Este blog é um ótimo canal de conversa. Sei de gente que segue minhas dicas e eu também recebo várias boas ideias por aqui. Mas além desse diálogo precioso, também uso o espaço para guardar lembranças de coisas especiais que vi, li, ouvi nesta Nova York incansável. De uns tempos para cá tenho postado menos dicas culturais porque a cidade não para e quando o inverno vai se despedindo a gente tem tanta coisa para fazer que nem dá tempo de registrar tudo.

Uma amiga me disse certa vez que queria montar um jornal chamado “O Elogio”, só para falar bem das coisas. Críticas negativas estariam fora. Pois hoje resolvi juntar em um só post quatro coisas bacanérrimas que fiz nas últimas semanas e acabei não registrando por aqui.
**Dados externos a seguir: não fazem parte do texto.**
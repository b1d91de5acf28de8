use std::future::Future;
use std::net::SocketAddr;
use std::path::Path;
use std::sync::Arc;
use std::time::{Duration, Instant};

use axum::extract::State;
use axum::http::{header, StatusCode, Uri};
use axum::response::{IntoResponse, Response};
use axum::Router;
use tokio::net::TcpListener;
use tokio::sync::oneshot;
use tower_http::catch_panic::CatchPanicLayer;
use tower_http::services::ServeDir;
use tower_http::trace::TraceLayer;
use tracing::{error, info, warn};

use htmlworks_core::{Config, RelativePath};
use htmlworks_renderer::{PageRenderer, RenderError};

use crate::error::{io_err, ServerError};
use crate::route;

/// How long in-flight requests may run after a shutdown signal.
pub const SHUTDOWN_GRACE: Duration = Duration::from_secs(5);

#[derive(Debug, Clone)]
pub struct AppState {
    config: Arc<Config>,
}

/// Build the request router for `config`.
///
/// `/<resources_dir_name>/…` is served straight from the resources root;
/// every other path is rendered from the contents root on each request.
pub fn router(config: Config) -> Router {
    let prefix = format!("/{}", config.resources_dir_name());
    let resources = ServeDir::new(&config.directories.resources);

    Router::new()
        .nest_service(&prefix, resources)
        .fallback(render_page)
        .layer(CatchPanicLayer::new())
        .layer(TraceLayer::new_for_http())
        .with_state(AppState {
            config: Arc::new(config),
        })
}

/// Start the dev server and block the current thread until it exits.
pub fn start_blocking(config: Config) -> Result<(), ServerError> {
    let runtime = tokio::runtime::Builder::new_multi_thread()
        .enable_all()
        .build()
        .map_err(|e| io_err("tokio-runtime", e))?;
    runtime.block_on(run(config, shutdown_signal()))
}

/// Bind `0.0.0.0:<port>` and serve until `shutdown` resolves.
pub async fn run<F>(config: Config, shutdown: F) -> Result<(), ServerError>
where
    F: Future<Output = ()> + Send,
{
    let addr = SocketAddr::from(([0, 0, 0, 0], config.server.port));
    let listener = TcpListener::bind(addr)
        .await
        .map_err(|source| ServerError::Bind { addr, source })?;
    serve(listener, config, shutdown).await
}

/// Serve on an already-bound listener until `shutdown` resolves, then give
/// in-flight requests up to [`SHUTDOWN_GRACE`] to finish.
pub async fn serve<F>(listener: TcpListener, config: Config, shutdown: F) -> Result<(), ServerError>
where
    F: Future<Output = ()> + Send,
{
    let addr = listener
        .local_addr()
        .map_err(|e| io_err("tcp-listener", e))?;
    info!("Start Server: http://localhost:{}/", addr.port());
    info!("Quit the server with CONTROL-C.");

    let app = router(config);
    let (stop_tx, stop_rx) = oneshot::channel::<()>();
    let mut server = tokio::spawn(async move {
        axum::serve(listener, app)
            .with_graceful_shutdown(async move {
                let _ = stop_rx.await;
            })
            .await
    });

    tokio::select! {
        _ = shutdown => {}
        finished = &mut server => {
            return finished?.map_err(|e| io_err("http-server", e));
        }
    }

    info!(
        "shutting down, waiting up to {}s for in-flight requests",
        SHUTDOWN_GRACE.as_secs()
    );
    let _ = stop_tx.send(());
    match tokio::time::timeout(SHUTDOWN_GRACE, &mut server).await {
        Ok(joined) => joined?.map_err(|e| io_err("http-server", e)),
        Err(_) => {
            warn!("grace window elapsed, dropping remaining connections");
            server.abort();
            Ok(())
        }
    }
}

/// Resolves on Ctrl+C, or SIGTERM on unix.
pub async fn shutdown_signal() {
    let ctrl_c = async {
        if let Err(err) = tokio::signal::ctrl_c().await {
            error!("failed to install Ctrl+C handler: {err}");
            std::future::pending::<()>().await;
        }
    };

    #[cfg(unix)]
    let terminate = async {
        match tokio::signal::unix::signal(tokio::signal::unix::SignalKind::terminate()) {
            Ok(mut signal) => {
                signal.recv().await;
            }
            Err(err) => {
                error!("failed to install SIGTERM handler: {err}");
                std::future::pending::<()>().await;
            }
        }
    };

    #[cfg(not(unix))]
    let terminate = std::future::pending::<()>();

    tokio::select! {
        _ = ctrl_c => {},
        _ = terminate => {},
    }

    info!("shutdown signal received");
}

async fn render_page(State(state): State<AppState>, uri: Uri) -> Response {
    let started = Instant::now();
    let Some(rel) = route::to_relative_path(uri.path()) else {
        info!("not found: {}", uri.path());
        return not_found();
    };

    let contents = state.config.directories.contents.clone();
    let target = rel.clone();
    let rendered = tokio::task::spawn_blocking(move || {
        let renderer = PageRenderer::load(&contents)?;
        renderer.render_file(&contents, &target)
    })
    .await;

    match rendered {
        Ok(Ok(body)) => {
            info!(
                "rendered {} ({} bytes, {}µs)",
                rel,
                body.len(),
                started.elapsed().as_micros()
            );
            let content_type = route::content_type(Path::new(rel.as_str()));
            ([(header::CONTENT_TYPE, content_type)], body).into_response()
        }
        Ok(Err(err)) => render_failure(&rel, err),
        Err(join) => {
            error!("render task for {rel} failed: {join}");
            internal_error()
        }
    }
}

fn render_failure(rel: &RelativePath, err: RenderError) -> Response {
    match err {
        RenderError::Io { .. } | RenderError::Scan(_) => {
            if err.is_missing_source() {
                info!("not found: {rel}");
            } else {
                warn!("cannot read {rel}: {}", err.detail());
            }
            not_found()
        }
        other => {
            error!("render failed for {rel}: {}", other.detail());
            internal_error()
        }
    }
}

fn not_found() -> Response {
    (StatusCode::NOT_FOUND, "404 page not found").into_response()
}

fn internal_error() -> Response {
    (StatusCode::INTERNAL_SERVER_ERROR, "500 internal server error").into_response()
}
A primeira talvez tenha sido a mais emocionante. Fomos ver Madama Butterfly na Metropolitan Opera. A montagem é linda de doer, mas a emoção maior foi ver mais uma novidade de Plácido Domingo. Desta vez, na regência. Pode existir coisa mais incrível do que ver um ídolo absoluto se desafiando em diferentes papeis? Amigos que entendem da coisa dizem que, como maestro, ele não é tecnicamente incrível. Eu, que não entendo, fico apenas com o lado emocional. E nesse, ele é impecável. Dois anos atrás, haviamos visto outra estreia: em Simon Boccanegra, Domingo fez seu primeiro papel como barítono. Para quem acha loucura se lançar a desafios depois de uma certa idade, taí a lição.

Ultimamente tenho lido apenas o que é pedido para as aulas. O volume de leitura é absurdo e os livros sobre outros assuntos tiveram de ser adiados para maio, quando a correria do mestrado passar. Só que muitas vezes a gente esbarra em pérolas entre os livros indicados pelos professores. “Codes of the Underworld – How criminals communicate”, de Diego Gambetta, é uma delas. Para quem gosta de filmes de máfia, é um prato cheio, divertido e repleto de histórias para contar para os amigos.
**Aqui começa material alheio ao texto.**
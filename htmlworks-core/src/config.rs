//! `htmlworks.toml` configuration.
//!
//! # Layout
//!
//! ```text
//! <site>/
//!   htmlworks.toml
//!   contents/          templated pages (rendered)
//!     _parts/          partials, excluded from output
//!   resources/         static assets (copied verbatim)
//!   public/            generate root
//! ```
//!
//! Relative directory paths are resolved against the directory that holds
//! the config file. The loaded [`Config`] is immutable for the rest of the
//! process and passed by reference to every component.

use std::path::{Path, PathBuf};

use serde::{Deserialize, Serialize};

use crate::error::{io_err, ConfigError};
use crate::types::SourceRoot;

pub const CONFIG_FILE_NAME: &str = "htmlworks.toml";

/// Written by `htmlworks init`.
pub const INIT_TOML: &str = r#"
### HTML Works Settings
[directories]
contents = "contents"
exclusion = "_parts"
resources = "resources"
generate = "public"

[server]
# Development server port.
port = 8088

[generate]
# Delete files that are not generated.
delete = true
"#;

// ---------------------------------------------------------------------------
// Sections
// ---------------------------------------------------------------------------

#[derive(Debug, Clone, PartialEq, Eq, Serialize, Deserialize)]
#[serde(default)]
pub struct DirectoriesConfig {
    pub contents: PathBuf,
    /// Directory name skipped at any depth of the contents tree.
    pub exclusion: String,
    pub resources: PathBuf,
    pub generate: PathBuf,
}

impl Default for DirectoriesConfig {
    fn default() -> Self {
        Self {
            contents: PathBuf::from("contents"),
            exclusion: "_parts".to_string(),
            resources: PathBuf::from("resources"),
            generate: PathBuf::from("public"),
        }
    }
}

#[derive(Debug, Clone, PartialEq, Eq, Serialize, Deserialize)]
#[serde(default)]
pub struct ServerConfig {
    pub port: u16,
}

impl Default for ServerConfig {
    fn default() -> Self {
        Self { port: 8088 }
    }
}

#[derive(Debug, Clone, PartialEq, Eq, Serialize, Deserialize)]
#[serde(default)]
pub struct GenerateConfig {
    /// Delete generated files that no longer have a source.
    pub delete: bool,
}

impl Default for GenerateConfig {
    fn default() -> Self {
        Self { delete: true }
    }
}

/// Whole-file configuration.
#[derive(Debug, Clone, Default, PartialEq, Eq, Serialize, Deserialize)]
#[serde(default)]
pub struct Config {
    pub directories: DirectoriesConfig,
    pub server: ServerConfig,
    pub generate: GenerateConfig,
}

// ---------------------------------------------------------------------------
// Loading
// ---------------------------------------------------------------------------

impl Config {
    /// Parse TOML text without resolving or validating paths.
    pub fn from_toml_str(text: &str) -> Result<Self, toml::de::Error> {
        toml::from_str(text)
    }

    /// Load, resolve, and validate the config at `path`.
    pub fn load_at(path: &Path) -> Result<Self, ConfigError> {
        if !path.exists() {
            return Err(ConfigError::NotFound {
                path: path.to_path_buf(),
            });
        }
        let text = std::fs::read_to_string(path).map_err(|e| io_err(path, e))?;
        let config = Self::from_toml_str(&text).map_err(|e| ConfigError::Parse {
            path: path.to_path_buf(),
            source: e,
        })?;

        let base = match path.parent() {
            Some(p) if !p.as_os_str().is_empty() => p.to_path_buf(),
            _ => PathBuf::from("."),
        };
        let config = config.resolve_relative_to(&base);
        config.validate()?;
        tracing::debug!("loaded config from {}", path.display());
        Ok(config)
    }

    /// `load_at` on `./htmlworks.toml`.
    pub fn load() -> Result<Self, ConfigError> {
        Self::load_at(Path::new(CONFIG_FILE_NAME))
    }

    /// Join every relative directory onto `base`. Absolute paths are kept.
    pub fn resolve_relative_to(mut self, base: &Path) -> Self {
        let dirs = &mut self.directories;
        for dir in [&mut dirs.contents, &mut dirs.resources, &mut dirs.generate] {
            if dir.is_relative() {
                *dir = base.join(&*dir);
            }
        }
        self
    }

    pub fn validate(&self) -> Result<(), ConfigError> {
        let dirs = &self.directories;
        for (key, dir) in [
            ("contents", &dirs.contents),
            ("resources", &dirs.resources),
            ("generate", &dirs.generate),
        ] {
            if dir.as_os_str().is_empty() {
                return Err(ConfigError::Invalid(format!(
                    "directories.{key} must not be empty"
                )));
            }
        }
        if self.resources_dir_name().is_empty() {
            return Err(ConfigError::Invalid(format!(
                "directories.resources ({}) must end in a directory name",
                dirs.resources.display()
            )));
        }
        if self.directories.exclusion.contains('/') {
            return Err(ConfigError::Invalid(
                "directories.exclusion must be a single directory name".to_string(),
            ));
        }
        // A sync pass writes and deletes below the generate root.
        for (key, source) in [("contents", &dirs.contents), ("resources", &dirs.resources)] {
            if dirs.generate.starts_with(source) || source.starts_with(&dirs.generate) {
                return Err(ConfigError::Invalid(format!(
                    "directories.generate ({}) overlaps directories.{key} ({})",
                    dirs.generate.display(),
                    source.display()
                )));
            }
        }
        Ok(())
    }

    /// Final component of the resources path.
    ///
    /// Used both as the URL prefix and as the subdirectory of the generate
    /// root that mirrors the resources tree.
    pub fn resources_dir_name(&self) -> String {
        self.directories
            .resources
            .file_name()
            .map(|n| n.to_string_lossy().into_owned())
            .unwrap_or_default()
    }

    pub fn contents_root(&self) -> SourceRoot {
        SourceRoot::contents(&self.directories.contents, &self.directories.exclusion)
    }

    pub fn resources_root(&self) -> SourceRoot {
        SourceRoot::resources(&self.directories.resources)
    }

    pub fn generate_root(&self) -> SourceRoot {
        SourceRoot::generate(&self.directories.generate)
    }
}

// ---------------------------------------------------------------------------
// init
// ---------------------------------------------------------------------------

/// Result of [`init_at`].
#[derive(Debug, Clone, Copy, PartialEq, Eq)]
pub enum InitOutcome {
    /// Config and directories were scaffolded.
    Created,
    /// A config already existed; nothing was touched.
    AlreadyExists,
}

/// Scaffold `htmlworks.toml`, `contents/_parts/`, and `resources/` in `dir`.
pub fn init_at(dir: &Path) -> Result<InitOutcome, ConfigError> {
    let config_path = dir.join(CONFIG_FILE_NAME);
    if config_path.is_file() {
        tracing::info!("{} already exists", config_path.display());
        return Ok(InitOutcome::AlreadyExists);
    }

    std::fs::create_dir_all(dir).map_err(|e| io_err(dir, e))?;
    std::fs::write(&config_path, INIT_TOML).map_err(|e| io_err(&config_path, e))?;
    tracing::info!("created {}", config_path.display());

    let defaults = DirectoriesConfig::default();
    for sub in [
        defaults.contents.join(&defaults.exclusion),
        defaults.resources,
    ] {
        let path = dir.join(sub);
        std::fs::create_dir_all(&path).map_err(|e| io_err(&path, e))?;
    }
    Ok(InitOutcome::Created)
}

/// `init_at` on the current directory.
pub fn init() -> Result<InitOutcome, ConfigError> {
    init_at(Path::new("."))
}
Também já falei há alguns dias da exposição do Jesús Rafael Soto (o bonitão de bigode na foto lá do alto), em cartaz até o fim do mês na Grey Art Gallery. Estive lá esta semana e queria, mais uma vez, recomendar o programa. Para quem não conhece a obra dele, é uma oportunidade imperdível de ver algo completamente diferente de tudo. Para quem conhece, a exposição vale a pena por ser uma bela recapitulação da fase mais especial do artista.

Por último, mas não menos importante, o filme mais fofo da semana foi Chico e Rita, em cartaz em poucos cinemas da cidade. O desenho é uma delícia, um programão para um domingo à tarde. A trilha de Bebo Valdés faz qualquer um sair da sala levitando. E acho que vale a pena ver numa tela grande. A simplicidade às vezes merece esse cartaz.

2 thoughts on “O Elogio

  1. “Chico e Rita” foi indicado ao Oscar 2012 de Melhor Animação. Confesso que não tinha ouvido falar desse filme até ser indicado. Que bom que ele é maravilhoso. Espero que tenha a chance de passar aqui no Brasil.